-------- Data to use

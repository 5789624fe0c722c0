use chrono::Utc;
use pal_types::{Handoff, HandoffType};
use rusqlite::{params, Connection, Row};

use crate::error::invalid_column;
use crate::Result;

fn row_to_handoff(row: &Row) -> rusqlite::Result<Handoff> {
    let type_raw: String = row.get(3)?;
    Ok(Handoff {
        id: row.get(0)?,
        from_port: row.get(1)?,
        to_port: row.get(2)?,
        handoff_type: HandoffType::parse(&type_raw)
            .ok_or_else(|| invalid_column(3, "handoff type", &type_raw))?,
        content: row.get(4)?,
        token_count: row.get(5)?,
        max_token_budget: row.get(6)?,
        created_at: row.get(7)?,
    })
}

/// Insert a handoff. The table CHECK re-asserts the budget bound; the
/// service validates first so callers get `HandoffTooLarge` rather than a
/// raw constraint error.
pub fn insert(
    conn: &Connection,
    from_port: &str,
    to_port: &str,
    handoff_type: HandoffType,
    content: &str,
    token_count: u32,
    max_token_budget: u32,
) -> Result<i64> {
    conn.execute(
        "INSERT INTO handoffs (from_port, to_port, handoff_type, content, token_count,
                               max_token_budget, created_at)
         VALUES (?1, ?2, ?3, ?4, ?5, ?6, ?7)",
        params![
            from_port,
            to_port,
            handoff_type.as_str(),
            content,
            token_count,
            max_token_budget,
            Utc::now()
        ],
    )?;
    Ok(conn.last_insert_rowid())
}

/// Handoffs a port reads as its inputs.
pub fn inputs_for(conn: &Connection, to_port: &str) -> Result<Vec<Handoff>> {
    let mut stmt = conn.prepare(
        "SELECT id, from_port, to_port, handoff_type, content, token_count, max_token_budget,
                created_at
         FROM handoffs WHERE to_port = ?1 ORDER BY id",
    )?;
    let handoffs = stmt
        .query_map([to_port], row_to_handoff)?
        .collect::<std::result::Result<Vec<_>, _>>()?;
    Ok(handoffs)
}

pub fn outputs_of(conn: &Connection, from_port: &str) -> Result<Vec<Handoff>> {
    let mut stmt = conn.prepare(
        "SELECT id, from_port, to_port, handoff_type, content, token_count, max_token_budget,
                created_at
         FROM handoffs WHERE from_port = ?1 ORDER BY id",
    )?;
    let handoffs = stmt
        .query_map([from_port], row_to_handoff)?
        .collect::<std::result::Result<Vec<_>, _>>()?;
    Ok(handoffs)
}

/// Handoff type names recorded on the from -> to edge, for checking
/// required outputs.
pub fn types_between(conn: &Connection, from_port: &str, to_port: &str) -> Result<Vec<String>> {
    let mut stmt = conn.prepare(
        "SELECT DISTINCT handoff_type FROM handoffs WHERE from_port = ?1 AND to_port = ?2",
    )?;
    let types = stmt
        .query_map(params![from_port, to_port], |row| row.get(0))?
        .collect::<std::result::Result<Vec<_>, _>>()?;
    Ok(types)
}
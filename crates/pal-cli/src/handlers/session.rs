use anyhow::Result;
use owo_colors::OwoColorize;
use pal_services::SessionTreeNode;
use pal_types::{Session, SessionStatus};

use crate::args::SessionCommand;
use crate::context::CliContext;

pub fn handle(context: &CliContext, command: SessionCommand) -> Result<()> {
    let services = &context.services;

    match command {
        SessionCommand::List { active, limit } => {
            let sessions = services.sessions().list(active, limit)?;
            if sessions.is_empty() {
                println!("no sessions");
                return Ok(());
            }
            for session in sessions {
                print_line(&session);
            }
        }
        SessionCommand::Show { id, events } => {
            let session = services.sessions().get(&id)?;
            println!("{}", serde_json::to_string_pretty(&session)?);

            if let Ok(report) = services.attention().report(&id) {
                println!(
                    "attention: {} ({:.0}% of {} tokens, focus {:.2}, drift {:.2})",
                    report.level.as_str(),
                    report.usage_ratio * 100.0,
                    report.state.token_budget,
                    report.state.focus_score,
                    report.state.drift_score,
                );
            }

            if events {
                for event in services.sessions().events(&id, Some(50))? {
                    println!(
                        "  {} {} {}",
                        event.id,
                        event.event_type.as_str().bold(),
                        event.event_data
                    );
                }
            }
        }
        SessionCommand::Tree => {
            for root in services.sessions().roots(20)? {
                let tree = services.sessions().tree(&root.id)?;
                print_tree(&tree, 0);
            }
        }
        SessionCommand::End { id, reason } => {
            let session = services.sessions().end(&id, reason.as_deref())?;
            println!("{} is {}", session.id, session.status.as_str());
        }
        SessionCommand::Stats => {
            let stats = services.sessions().stats()?;
            println!("{}", serde_json::to_string_pretty(&stats)?);
            for bucket in services.sessions().history(7)? {
                println!(
                    "  {}: {} sessions, {} tokens, ${:.2}",
                    bucket.day, bucket.sessions, bucket.tokens, bucket.cost
                );
            }
        }
    }

    Ok(())
}

fn print_line(session: &Session) {
    let marker = match session.status {
        SessionStatus::Running => "●".green().to_string(),
        SessionStatus::Complete => "○".to_string(),
        SessionStatus::Failed => "✗".red().to_string(),
        SessionStatus::Cancelled => "◌".to_string(),
    };
    println!(
        "{} {} [{}] {} {}",
        marker,
        &session.id[..session.id.len().min(8)],
        session.session_type.as_str(),
        session.started_at.format("%m-%d %H:%M"),
        session.title.as_deref().unwrap_or(""),
    );
}

fn print_tree(node: &SessionTreeNode, indent: usize) {
    print!("{}", "  ".repeat(indent));
    print_line(&node.session);
    for child in &node.children {
        print_tree(child, indent + 1);
    }
}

----------------

> **Task prompt**
Each line above must be reproduced exactly as it stands.

> **Task result**
repository 5789624fe0c722c0
use chrono::Utc;
use pal_types::{Handoff, HandoffType};
use rusqlite::{params, Connection, Row};

use crate::error::invalid_column;
use crate::Result;

fn row_to_handoff(row: &Row) -> rusqlite::Result<Handoff> {
    let type_raw: String = row.get(3)?;
    Ok(Handoff {
        id: row.get(0)?,
        from_port: row.get(1)?,
        to_port: row.get(2)?,
        handoff_type: HandoffType::parse(&type_raw)
            .ok_or_else(|| invalid_column(3, "handoff type", &type_raw))?,
        content: row.get(4)?,
        token_count: row.get(5)?,
        max_token_budget: row.get(6)?,
        created_at: row.get(7)?,
    })
}

/// Insert a handoff. The table CHECK re-asserts the budget bound; the
/// service validates first so callers get `HandoffTooLarge` rather than a
/// raw constraint error.
pub fn insert(
    conn: &Connection,
    from_port: &str,
    to_port: &str,
    handoff_type: HandoffType,
    content: &str,
    token_count: u32,
    max_token_budget: u32,
) -> Result<i64> {
    conn.execute(
        "INSERT INTO handoffs (from_port, to_port, handoff_type, content, token_count,
                               max_token_budget, created_at)
         VALUES (?1, ?2, ?3, ?4, ?5, ?6, ?7)",
        params![
            from_port,
            to_port,
            handoff_type.as_str(),
            content,
            token_count,
            max_token_budget,
            Utc::now()
        ],
    )?;
    Ok(conn.last_insert_rowid())
}

/// Handoffs a port reads as its inputs.
pub fn inputs_for(conn: &Connection, to_port: &str) -> Result<Vec<Handoff>> {
    let mut stmt = conn.prepare(
        "SELECT id, from_port, to_port, handoff_type, content, token_count, max_token_budget,
                created_at
         FROM handoffs WHERE to_port = ?1 ORDER BY id",
    )?;
    let handoffs = stmt
        .query_map([to_port], row_to_handoff)?
        .collect::<std::result::Result<Vec<_>, _>>()?;
    Ok(handoffs)
}

pub fn outputs_of(conn: &Connection, from_port: &str) -> Result<Vec<Handoff>> {
    let mut stmt = conn.prepare(
        "SELECT id, from_port, to_port, handoff_type, content, token_count, max_token_budget,
                created_at
         FROM handoffs WHERE from_port = ?1 ORDER BY id",
    )?;
    let handoffs = stmt
        .query_map([from_port], row_to_handoff)?
        .collect::<std::result::Result<Vec<_>, _>>()?;
    Ok(handoffs)
}

/// Handoff type names recorded on the from -> to edge, for checking
/// required outputs.
pub fn types_between(conn: &Connection, from_port: &str, to_port: &str) -> Result<Vec<String>> {
    let mut stmt = conn.prepare(
        "SELECT DISTINCT handoff_type FROM handoffs WHERE from_port = ?1 AND to_port = ?2",
    )?;
    let types = stmt
        .query_map(params![from_port, to_port], |row| row.get(0))?
        .collect::<std::result::Result<Vec<_>, _>>()?;
    Ok(types)
}
filename crates/pal-cli/src/handlers/session.rs
use anyhow::Result;
use owo_colors::OwoColorize;
use pal_services::SessionTreeNode;
use pal_types::{Session, SessionStatus};

use crate::args::SessionCommand;
use crate::context::CliContext;

pub fn handle(context: &CliContext, command: SessionCommand) -> Result<()> {
    let services = &context.services;

    match command {
        SessionCommand::List { active, limit } => {
            let sessions = services.sessions().list(active, limit)?;
            if sessions.is_empty() {
                println!("no sessions");
                return Ok(());
            }
            for session in sessions {
                print_line(&session);
            }
        }
        SessionCommand::Show { id, events } => {
            let session = services.sessions().get(&id)?;
            println!("{}", serde_json::to_string_pretty(&session)?);

            if let Ok(report) = services.attention().report(&id) {
                println!(
                    "attention: {} ({:.0}% of {} tokens, focus {:.2}, drift {:.2})",
                    report.level.as_str(),
                    report.usage_ratio * 100.0,
                    report.state.token_budget,
                    report.state.focus_score,
                    report.state.drift_score,
                );
            }

            if events {
                for event in services.sessions().events(&id, Some(50))? {
                    println!(
                        "  {} {} {}",
                        event.id,
                        event.event_type.as_str().bold(),
                        event.event_data
                    );
                }
            }
        }
        SessionCommand::Tree => {
            for root in services.sessions().roots(20)? {
                let tree = services.sessions().tree(&root.id)?;
                print_tree(&tree, 0);
            }
        }
        SessionCommand::End { id, reason } => {
            let session = services.sessions().end(&id, reason.as_deref())?;
            println!("{} is {}", session.id, session.status.as_str());
        }
        SessionCommand::Stats => {
            let stats = services.sessions().stats()?;
            println!("{}", serde_json::to_string_pretty(&stats)?);
            for bucket in services.sessions().history(7)? {
                println!(
                    "  {}: {} sessions, {} tokens, ${:.2}",
                    bucket.day, bucket.sessions, bucket.tokens, bucket.cost
                );
            }
        }
    }

    Ok(())
}

fn print_line(session: &Session) {
    let marker = match session.status {
        SessionStatus::Running => "●".green().to_string(),
        SessionStatus::Complete => "○".to_string(),
        SessionStatus::Failed => "✗".red().to_string(),
        SessionStatus::Cancelled => "◌".to_string(),
    };
    println!(
        "{} {} [{}] {} {}",
        marker,
        &session.id[..session.id.len().min(8)],
        session.session_type.as_str(),
        session.started_at.format("%m-%d %H:%M"),
        session.title.as_deref().unwrap_or(""),
    );
}

fn print_tree(node: &SessionTreeNode, indent: usize) {
    print!("{}", "  ".repeat(indent));
    print_line(&node.session);
    for child in &node.children {
        print_tree(child, indent + 1);
    }
}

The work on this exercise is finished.